During the first round, the team struggled to earn their spot at the finals, but succeeded in a down-to-the wire contest. Nevertheless, the team secured the spot and that the 'Wild Life' was originally conceived by Tom and Leon, the latter of which inventing most technologies and constructed the park to bring happiness due to that his deceased daughter Lily who was thrilled by his invention. As a result, Leon attempted to shut the park since that the super-transforming technology is unsafe and results in savage animal states. Hence, those animal states, along with Bramble and Briar, were captured, while Tom is transformed into a chimera and fought Leon debating with him if the park is safe. Subsequently, Vick destroys the artificial intelligence, which resulted in an explosion that ended up killing Tom as Vick, the bears and Leon successfully escaped.

At the end of the day, everybody is freed and Vick talks to a news anchor about happiness, in which he believed that the primitive state drives happiness and uses this to deceive staff of the Wild Life.

== Cast ==

| Character Name | Voice actor |
|---|---|
| Bramble | Zhang Bingjun |
| Vick | Tan Xiao |
| Briar | Zhang Wei |
| Leon | Liu Pei |
| Tom | Zhu Guangzu |

== Production ==
According to the filmmakers, animating the Wild Land contest venue was an extremely complex process that required 3,000 computers to render simultaneously every day. In one three-minute sequence in particular, the average time for a machine to render a frame was 20 hours – equivalent to 120 machines rendering for 30 days, 24 hours a day. Boonie Bears: The Wild Life is the first Chinese animated film in which humans transform into other animals. According to Daisy Shang, president of Fantawild Animation, this required a "special rigging system" to animate realistically.

The producers stated that film is focused on the theme of happiness. It explores the essence of happiness and how happiness influences human behavior. The directors expressed hope that both children and adults watching the movie would think about the question of what happiness is. They hoped the film would make audiences think about their lives and their futures.

The theme song "I Will Always Be Here" is sung by Lala Hsu.

== Release ==
The film was scheduled for a Chinese New Year release on 25 January 2020, but was delayed by the COVID-19 outbreak. It was subsequently screened at the 2020 Shanghai International Film Festival.

It was released on 12 February 2021 (Chinese New Year) in mainland China. Internationally, the film released on 12 February 2021 in Japan, 19 February 2021 in Australia, and 7 May 2021 in Canada. And also released on Netflix on 4 December 2021.

On its first day, the film earned 101 million RMB (US$15.6 million) at the box office.
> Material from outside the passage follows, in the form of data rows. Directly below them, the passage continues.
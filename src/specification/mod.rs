//! # Specification arena
//!
//! A [`Specification`] owns every catalog of a modeling session together
//! with the root expression that uses them. All traversals (discovery,
//! current configuration, selection, enumeration) are methods on it, so the
//! shared mutable state is always explicit.
//!
//! Catalogs only reference catalogs registered before them, which keeps the
//! catalog graph acyclic and every traversal finite.
//!
//! Cloning a specification is a deep copy: the clone has its own selection
//! pointers. This is how independent workers explore configurations
//! concurrently (see [`Specification::par_map_configurations`]).

mod discovery;
mod enumerate;
mod parallel;
mod selection;

use serde::{Deserialize, Serialize};
use std::collections::HashMap;
use std::fs::File;
use std::io::Read;
use std::path::Path;
use tracing::debug;

use crate::catalog::{Catalog, CatalogId, NamedAlternative, Selection};
use crate::error::{Result, SpecError};
use crate::expression::{EvaluationContext, Expression};

pub use enumerate::{FullEnumerator, SelectedEnumerator};

/// Catalogs of a modeling session and the expression combining them.
#[derive(Debug, Clone, Default, Serialize, Deserialize)]
pub struct Specification {
    catalogs: Vec<Catalog>,

    root: Option<Expression>,

    /// Catalog name to handle
    #[serde(skip)]
    names: HashMap<String, CatalogId>,
}

impl Specification {
    /// Create an empty specification
    pub fn new() -> Self {
        Self::default()
    }

    /// Register an independent catalog.
    ///
    /// # Errors
    ///
    /// Construction errors for an empty list of alternatives, empty or
    /// duplicated alternative names, a name already registered, or an
    /// alternative referring to a catalog this specification did not issue.
    ///
    /// # Examples
    ///
    /// ```
    /// use choicespec_rs::catalog::NamedAlternative;
    /// use choicespec_rs::expression::Expression;
    /// use choicespec_rs::Specification;
    ///
    /// let mut spec = Specification::new();
    /// let time = spec
    ///     .add_catalog(
    ///         "time",
    ///         vec![
    ///             NamedAlternative::new("linear", Expression::variable("tt")),
    ///             NamedAlternative::new("log", Expression::parse("ln(tt)").unwrap()),
    ///         ],
    ///     )
    ///     .unwrap();
    /// spec.set_root(Expression::beta("b_time", 0.0) * time).unwrap();
    /// assert_eq!(spec.number_of_multiple_expressions(), 2);
    /// ```
    pub fn add_catalog(
        &mut self,
        name: &str,
        alternatives: Vec<NamedAlternative>,
    ) -> Result<CatalogId> {
        let catalog = Catalog::new(name, alternatives)?;
        self.register(catalog)
    }

    /// Register a catalog whose selection follows `controller`.
    ///
    /// Both catalogs must have the same number of alternatives.
    pub fn add_synchronized_catalog(
        &mut self,
        name: &str,
        alternatives: Vec<NamedAlternative>,
        controller: CatalogId,
    ) -> Result<CatalogId> {
        let controller_name = self.catalog(controller)?.name().to_string();
        let catalog = Catalog::synchronized(name, alternatives, controller, &controller_name)?;
        self.register(catalog)
    }

    fn register(&mut self, catalog: Catalog) -> Result<CatalogId> {
        let id = CatalogId::new(self.catalogs.len());
        self.check_catalog(id, &catalog)?;
        debug!(
            catalog = catalog.name(),
            id = id.index(),
            size = catalog.size(),
            synchronized = catalog.is_synchronized(),
            "registered catalog"
        );
        self.names.insert(catalog.name().to_string(), id);
        self.catalogs.push(catalog);
        Ok(id)
    }

    /// Checks that need the catalogs already registered
    fn check_catalog(&self, id: CatalogId, catalog: &Catalog) -> Result<()> {
        catalog.validate()?;

        if self.names.contains_key(catalog.name()) {
            return Err(SpecError::DuplicateCatalog {
                name: catalog.name().to_string(),
            });
        }

        for alternative in catalog.alternatives() {
            if let Some(foreign) = alternative
                .expression
                .catalog_ids()
                .into_iter()
                .find(|other| other.index() >= id.index())
            {
                return Err(SpecError::InvalidAlternative {
                    catalog: catalog.name().to_string(),
                    message: format!(
                        "alternative '{}' refers to unknown catalog {}",
                        alternative.name, foreign
                    ),
                });
            }
        }

        if let Selection::Synchronized {
            controller,
            controller_name,
        } = catalog.selection()
        {
            if controller.index() >= id.index() {
                return Err(SpecError::UnknownCatalogId {
                    id: controller.index(),
                });
            }
            let leader = self.node(*controller);
            if leader.name() != controller_name {
                return Err(SpecError::UnknownCatalog {
                    name: controller_name.clone(),
                });
            }
            if leader.size() != catalog.size() {
                return Err(SpecError::SizeMismatch {
                    name: catalog.name().to_string(),
                    size: catalog.size(),
                    controller: leader.name().to_string(),
                    controller_size: leader.size(),
                });
            }
        }
        Ok(())
    }

    /// Set the expression whose configurations are explored
    pub fn set_root(&mut self, root: impl Into<Expression>) -> Result<()> {
        let root = root.into();
        if let Some(foreign) = root
            .catalog_ids()
            .into_iter()
            .find(|id| id.index() >= self.catalogs.len())
        {
            return Err(SpecError::UnknownCatalogId {
                id: foreign.index(),
            });
        }
        self.root = Some(root);
        Ok(())
    }

    pub fn root(&self) -> Option<&Expression> {
        self.root.as_ref()
    }

    pub fn catalog(&self, id: CatalogId) -> Result<&Catalog> {
        self.catalogs
            .get(id.index())
            .ok_or(SpecError::UnknownCatalogId { id: id.index() })
    }

    /// Handle of the catalog registered under `name`
    pub fn catalog_id(&self, name: &str) -> Option<CatalogId> {
        self.names.get(name).copied()
    }

    /// All registered catalogs, whether or not the root uses them
    pub fn catalogs(&self) -> impl Iterator<Item = (CatalogId, &Catalog)> {
        self.catalogs
            .iter()
            .enumerate()
            .map(|(i, c)| (CatalogId::new(i), c))
    }

    pub fn number_of_catalogs(&self) -> usize {
        self.catalogs.len()
    }

    /// Handles are validated on registration, so indexing cannot fail.
    fn node(&self, id: CatalogId) -> &Catalog {
        &self.catalogs[id.index()]
    }

    fn node_mut(&mut self, id: CatalogId) -> &mut Catalog {
        &mut self.catalogs[id.index()]
    }

    /// Independent catalog whose pointer `id` reads
    fn controlling(&self, mut id: CatalogId) -> CatalogId {
        while let Some(controller) = self.node(id).controller() {
            id = controller;
        }
        id
    }

    /// Effective index of the selected alternative, following controllers
    fn index_of(&self, id: CatalogId) -> usize {
        self.node(self.controlling(id)).stored_index().unwrap_or_default()
    }

    fn selected(&self, id: CatalogId) -> &NamedAlternative {
        &self.node(id).alternatives()[self.index_of(id)]
    }

    /// Independent catalog that determines the selection of `id`
    pub fn controlling_catalog(&self, id: CatalogId) -> Result<CatalogId> {
        self.catalog(id)?;
        Ok(self.controlling(id))
    }

    /// Index of the selected alternative of a catalog
    pub fn current_index(&self, id: CatalogId) -> Result<usize> {
        self.catalog(id)?;
        Ok(self.index_of(id))
    }

    /// Name of the selected alternative of a catalog
    pub fn selected_name(&self, id: CatalogId) -> Result<&str> {
        self.catalog(id)?;
        Ok(&self.selected(id).name)
    }

    /// Expression of the selected alternative of a catalog
    pub fn selected_expression(&self, id: CatalogId) -> Result<&Expression> {
        self.catalog(id)?;
        Ok(&self.selected(id).expression)
    }

    /// Move the pointer of an independent catalog.
    ///
    /// # Errors
    ///
    /// `IndexOutOfRange` if `index` is not below the catalog size,
    /// `SynchronizedSelection` if the catalog follows a controller.
    pub fn set_index(&mut self, id: CatalogId, index: usize) -> Result<()> {
        self.catalog(id)?;
        self.node_mut(id).set_index(index)
    }

    /// The root with every catalog replaced by its selected alternative.
    ///
    /// This is the expression an evaluator or estimator consumes for the
    /// current configuration.
    pub fn resolved_expression(&self) -> Option<Expression> {
        self.root.as_ref().map(|root| self.resolve(root))
    }

    fn resolve(&self, expression: &Expression) -> Expression {
        match expression {
            Expression::Catalog(id) => self.resolve(&self.selected(*id).expression),
            Expression::Unary(op, expr) => Expression::Unary(*op, Box::new(self.resolve(expr))),
            Expression::Binary(op, left, right) => Expression::Binary(
                *op,
                Box::new(self.resolve(left)),
                Box::new(self.resolve(right)),
            ),
            Expression::Function(name, args) => Expression::Function(
                name.clone(),
                args.iter().map(|arg| self.resolve(arg)).collect(),
            ),
            leaf => leaf.clone(),
        }
    }

    /// Evaluate the root for the current configuration
    pub fn evaluate<C: EvaluationContext>(&self, context: &C) -> Result<f64> {
        match self.resolved_expression() {
            Some(expression) => Ok(expression.evaluate(context)?),
            None => Ok(0.0),
        }
    }
}

impl Specification {
    /// Save the specification, selections included, to a JSON file
    pub fn save_json<P: AsRef<Path>>(&self, path: P) -> Result<()> {
        let file = File::create(path)?;
        serde_json::to_writer_pretty(file, self)?;
        Ok(())
    }

    pub fn to_json(&self) -> Result<String> {
        Ok(serde_json::to_string_pretty(self)?)
    }

    /// Load a specification from a JSON file, validating it as if every
    /// catalog were registered again.
    pub fn load_json<P: AsRef<Path>>(path: P) -> Result<Self> {
        let mut file = File::open(path)?;
        let mut contents = String::new();
        file.read_to_string(&mut contents)?;
        Self::from_json(&contents)
    }

    pub fn from_json(json: &str) -> Result<Self> {
        let raw: Specification = serde_json::from_str(json)?;
        let mut spec = Specification::new();
        for catalog in raw.catalogs {
            spec.register(catalog)?;
        }
        if let Some(root) = raw.root {
            spec.set_root(root)?;
        }
        Ok(spec)
    }
}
Its three-day gross was 236 million RMB (US$36.5 million), making it the fourth highest-grossing film of the 2021 Chinese New Year weekend.

==Reception==
The film received mixed to generally positive reviews, with a score of 6.3 out of 10 on Douban and 8.8 out of 10 on Maoyan as of January 2022. Reviewers praised it for its family entertainment value, but criticised its usage of ideas from other established films such as Zootopia. It was also nominated for a Golden Rooster Award for Best Animation at the 2020 Golden Rooster Awards.